Link is a 56-year-old nonprofit organization that helps people with varying degrees of mental disabilities to acquire the skills necessary to hold a job, plan a vacation and live a life with as few limitations as possible.
For several years, those skills were acquired in a converted warehouse on Northeast 14th Street, a building that served Link’s purposes until the costs to make needed repairs to its roof, heating and cooling system, plumbing and lighting were estimated at $8.8 million.
The building didn’t yield much sunshine.
In 2009, the organization, through its foundation, launched a campaign to raise the funds necessary to acquire a building where it could locate its administrative offices and have enough space – and light, with windows surrounding the buidling – for the roughly 150 people who use its on-site services every day. Link serves about 1,200 people through its various programs.

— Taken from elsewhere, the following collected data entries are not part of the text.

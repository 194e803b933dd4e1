use thiserror::Error;

/// Unified error type for the entire portfolio-dashboard-core library.
/// Every public function returns `Result<T, CoreError>`.
#[derive(Debug, Clone, PartialEq, Error)]
pub enum CoreError {
    // ── API / Network ───────────────────────────────────────────────
    #[error("API error ({status}): {}", detail.as_deref().unwrap_or("request failed"))]
    Api {
        status: u16,
        detail: Option<String>,
    },

    #[error("Network error: {0}")]
    Network(String),

    #[error("Serialization error: {0}")]
    Serialization(String),

    #[error("Deserialization error: {0}")]
    Deserialization(String),

    // ── Persistence ─────────────────────────────────────────────────
    #[error("Storage error: {0}")]
    Storage(String),

    // ── Client-side checks ──────────────────────────────────────────
    #[error("Validation failed: {0}")]
    ValidationError(String),

    #[error("Invalid file format: {0}")]
    InvalidFileFormat(String),

    #[error("No portfolio selected")]
    NoPortfolioSelected,

    #[error("Not found: {0}")]
    NotFound(String),

    // ── View ────────────────────────────────────────────────────────
    #[error("Render failed: {0}")]
    Render(String),
}

/// Coarse classification used when deciding how a failure is surfaced.
#[derive(Debug, Clone, Copy, PartialEq, Eq)]
pub enum ErrorKind {
    /// Transport or server failure. Shown inline for reads, as a notification for writes.
    Remote,
    /// Rejected before any request was sent.
    Validation,
    /// Persisted cache could not be read or written.
    Storage,
    /// A view could not be produced.
    Render,
}

impl CoreError {
    pub fn kind(&self) -> ErrorKind {
        match self {
            CoreError::Api { .. }
            | CoreError::Network(_)
            | CoreError::Serialization(_)
            | CoreError::Deserialization(_) => ErrorKind::Remote,
            CoreError::ValidationError(_)
            | CoreError::InvalidFileFormat(_)
            | CoreError::NoPortfolioSelected
            | CoreError::NotFound(_) => ErrorKind::Validation,
            CoreError::Storage(_) => ErrorKind::Storage,
            CoreError::Render(_) => ErrorKind::Render,
        }
    }

    /// The server-provided detail when there is one, otherwise the display message.
    pub fn user_detail(&self) -> String {
        match self {
            CoreError::Api {
                detail: Some(detail),
                ..
            } => detail.clone(),
            other => other.to_string(),
        }
    }
}

// ── Conversion helpers (From impls) ─────────────────────────────────

impl From<std::io::Error> for CoreError {
    fn from(e: std::io::Error) -> Self {
        CoreError::Storage(e.to_string())
    }
}

impl From<serde_json::Error> for CoreError {
    fn from(e: serde_json::Error) -> Self {
        CoreError::Deserialization(e.to_string())
    }
}

impl From<reqwest::Error> for CoreError {
    fn from(e: reqwest::Error) -> Self {
        // reqwest errors embed the full URL; portfolio ids travel in the query string.
        let msg = e.to_string();
        let sanitized = if let Some(idx) = msg.find('?') {
            format!("{}?<query redacted>", &msg[..idx])
        } else {
            msg
        };
        CoreError::Network(sanitized)
    }
}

The Weitz Co.’s Mike Tousley led the campaign, which raised about $2.4 million, some of it collected in pennies by clients, or consumers as they are called at Link. In October 2011, Link bought its new, 57,000-square-foot headquarters building for $1.9 million and spent $1.6 million on renovations, said Linda Dunshee, the nonprofit’s executive director.
On May 8, the organization held an event to celebrate campaign donors, which included a raft of prominent Greater Des Moines business people. One wall is covered with quotations from donors.
It is a relief to be “located in an environment that is not industrial,” Dunshee said.
The building provides consumers “more space, more dignity, more privacy,” she said.
Link also has five large rooms that are available for other nonprofits, rooms that could be used for strategic planning or a board retreat, Dunshee said.
“We want to be able to help others who engage in fund raising,” she said.